• [Input data]
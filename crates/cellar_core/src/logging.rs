//! Process-wide file logging for the catalogue core.
//!
//! # Responsibility
//! - Start rotating file logs once per process.
//! - Capture panics (including identity-cache consistency violations) into
//!   the log before the default hook runs.
//!
//! # Invariants
//! - Initialization is idempotent for an identical level and directory and
//!   rejects any change to either.
//! - Initialization never panics.

use flexi_logger::{Cleanup, Criterion, FileSpec, Logger, LoggerHandle, Naming, WriteMode};
use log::{error, info};
use once_cell::sync::OnceCell;
use serde::{Deserialize, Serialize};
use std::fmt::{Display, Formatter};
use std::path::{Path, PathBuf};
use std::str::FromStr;

const LOG_FILE_BASENAME: &str = "cellar";
const MAX_LOG_FILE_SIZE_BYTES: u64 = 10 * 1024 * 1024;
const MAX_LOG_FILES: usize = 5;
const MAX_PANIC_PAYLOAD_CHARS: usize = 160;

static LOGGING_STATE: OnceCell<LoggingState> = OnceCell::new();
static PANIC_HOOK_INSTALLED: OnceCell<()> = OnceCell::new();

#[derive(Debug, Clone, Copy, PartialEq, Eq, Serialize, Deserialize)]
#[serde(rename_all = "lowercase")]
pub enum LogLevel {
    Trace,
    Debug,
    Info,
    Warn,
    Error,
}

impl LogLevel {
    pub fn as_str(self) -> &'static str {
        match self {
            Self::Trace => "trace",
            Self::Debug => "debug",
            Self::Info => "info",
            Self::Warn => "warn",
            Self::Error => "error",
        }
    }
}

impl Display for LogLevel {
    fn fmt(&self, f: &mut Formatter<'_>) -> std::fmt::Result {
        f.write_str(self.as_str())
    }
}

impl FromStr for LogLevel {
    type Err = String;

    fn from_str(value: &str) -> Result<Self, Self::Err> {
        match value.trim().to_ascii_lowercase().as_str() {
            "trace" => Ok(Self::Trace),
            "debug" => Ok(Self::Debug),
            "info" => Ok(Self::Info),
            "warn" | "warning" => Ok(Self::Warn),
            "error" => Ok(Self::Error),
            other => Err(format!(
                "unsupported log level `{other}`; expected trace|debug|info|warn|error"
            )),
        }
    }
}

struct LoggingState {
    level: LogLevel,
    log_dir: PathBuf,
    _logger: LoggerHandle,
}

/// Starts file logging at `level` under `log_dir`.
///
/// # Errors
/// - `level` is not one of trace, debug, info, warn, error.
/// - `log_dir` is not absolute or cannot be created.
/// - Logging is already running with another level or directory.
/// - The logger backend fails to start.
pub fn init_logging(level: &str, log_dir: impl AsRef<Path>) -> Result<(), String> {
    let level: LogLevel = level.parse()?;
    let log_dir = log_dir.as_ref();
    if !log_dir.is_absolute() {
        return Err(format!(
            "log_dir must be an absolute path, got `{}`",
            log_dir.display()
        ));
    }

    let state = LOGGING_STATE.get_or_try_init(|| start_logger(level, log_dir))?;
    if state.log_dir != log_dir {
        return Err(format!(
            "logging already initialized at `{}`; refusing to switch to `{}`",
            state.log_dir.display(),
            log_dir.display()
        ));
    }
    if state.level != level {
        return Err(format!(
            "logging already initialized with level `{}`; refusing to switch to `{}`",
            state.level, level
        ));
    }
    Ok(())
}

/// Active `(level, log_dir)`, or `None` before [`init_logging`] succeeded.
pub fn logging_status() -> Option<(LogLevel, PathBuf)> {
    LOGGING_STATE
        .get()
        .map(|state| (state.level, state.log_dir.clone()))
}

/// `debug` in debug builds, `info` otherwise.
pub fn default_log_level() -> LogLevel {
    if cfg!(debug_assertions) {
        LogLevel::Debug
    } else {
        LogLevel::Info
    }
}

fn start_logger(level: LogLevel, log_dir: &Path) -> Result<LoggingState, String> {
    std::fs::create_dir_all(log_dir).map_err(|err| {
        format!(
            "failed to create log directory `{}`: {err}",
            log_dir.display()
        )
    })?;

    let logger = Logger::try_with_str(level.as_str())
        .map_err(|err| format!("invalid log level `{level}`: {err}"))?
        .log_to_file(
            FileSpec::default()
                .directory(log_dir)
                .basename(LOG_FILE_BASENAME),
        )
        .rotate(
            Criterion::Size(MAX_LOG_FILE_SIZE_BYTES),
            Naming::Numbers,
            Cleanup::KeepLogFiles(MAX_LOG_FILES),
        )
        .write_mode(WriteMode::BufferAndFlush)
        .append()
        .format_for_files(flexi_logger::detailed_format)
        .start()
        .map_err(|err| format!("failed to start logger: {err}"))?;

    install_panic_hook_once();

    info!(
        "event=core_init module=core status=ok level={} log_dir={} version={}",
        level,
        log_dir.display(),
        env!("CARGO_PKG_VERSION")
    );

    Ok(LoggingState {
        level,
        log_dir: log_dir.to_path_buf(),
        _logger: logger,
    })
}

fn install_panic_hook_once() {
    if PANIC_HOOK_INSTALLED.set(()).is_err() {
        return;
    }

    let previous_hook = std::panic::take_hook();
    std::panic::set_hook(Box::new(move |panic_info| {
        let location = panic_info
            .location()
            .map(|loc| format!("{}:{}", loc.file(), loc.line()))
            .unwrap_or_else(|| "unknown".to_string());
        error!(
            "event=panic_captured module=core status=error location={} payload={}",
            location,
            panic_payload_summary(panic_info)
        );
        previous_hook(panic_info);
    }));
}

fn panic_payload_summary(info: &std::panic::PanicHookInfo<'_>) -> String {
    let payload = info
        .payload()
        .downcast_ref::<&str>()
        .map(|message| (*message).to_string())
        .or_else(|| info.payload().downcast_ref::<String>().cloned())
        .unwrap_or_else(|| "non-string panic payload".to_string());
    single_line(&payload, MAX_PANIC_PAYLOAD_CHARS)
}

/// Flattens `value` to one line of at most `max_chars` characters.
fn single_line(value: &str, max_chars: usize) -> String {
    let flat = value.replace(['\n', '\r'], " ");
    if flat.chars().count() <= max_chars {
        return flat;
    }
    let mut cut: String = flat.chars().take(max_chars).collect();
    cut.push_str("...");
    cut
}

#[cfg(test)]
mod tests {
    use super::{init_logging, logging_status, single_line, LogLevel};

    #[test]
    fn level_parsing_accepts_aliases_and_rejects_unknown() {
        assert_eq!(" WARNING ".parse::<LogLevel>().unwrap(), LogLevel::Warn);
        assert_eq!("info".parse::<LogLevel>().unwrap(), LogLevel::Info);
        assert!("verbose".parse::<LogLevel>().is_err());
    }

    #[test]
    fn single_line_flattens_and_caps() {
        assert_eq!(single_line("a\nb", 10), "a b");
        let capped = single_line("line1\nline2\rline3", 8);
        assert_eq!(capped, "line1 li...");
    }

    #[test]
    fn relative_log_dir_is_rejected() {
        let err = init_logging("info", "logs/dev").unwrap_err();
        assert!(err.contains("absolute"));
    }

    #[test]
    fn init_is_idempotent_and_rejects_changes() {
        let first = tempfile::tempdir().unwrap();
        let second = tempfile::tempdir().unwrap();

        init_logging("info", first.path()).unwrap();
        init_logging("info", first.path()).unwrap();

        let level_err = init_logging("debug", first.path()).unwrap_err();
        assert!(level_err.contains("refusing to switch"));
        let dir_err = init_logging("info", second.path()).unwrap_err();
        assert!(dir_err.contains("refusing to switch"));

        let (level, dir) = logging_status().unwrap();
        assert_eq!(level, LogLevel::Info);
        assert_eq!(dir, first.path());
    }
}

• [Assigned task] From the listing, reproduce every line where the word "FromStr" is present.

• [Exercise solution]
use std::str::FromStr;
impl FromStr for LogLevel {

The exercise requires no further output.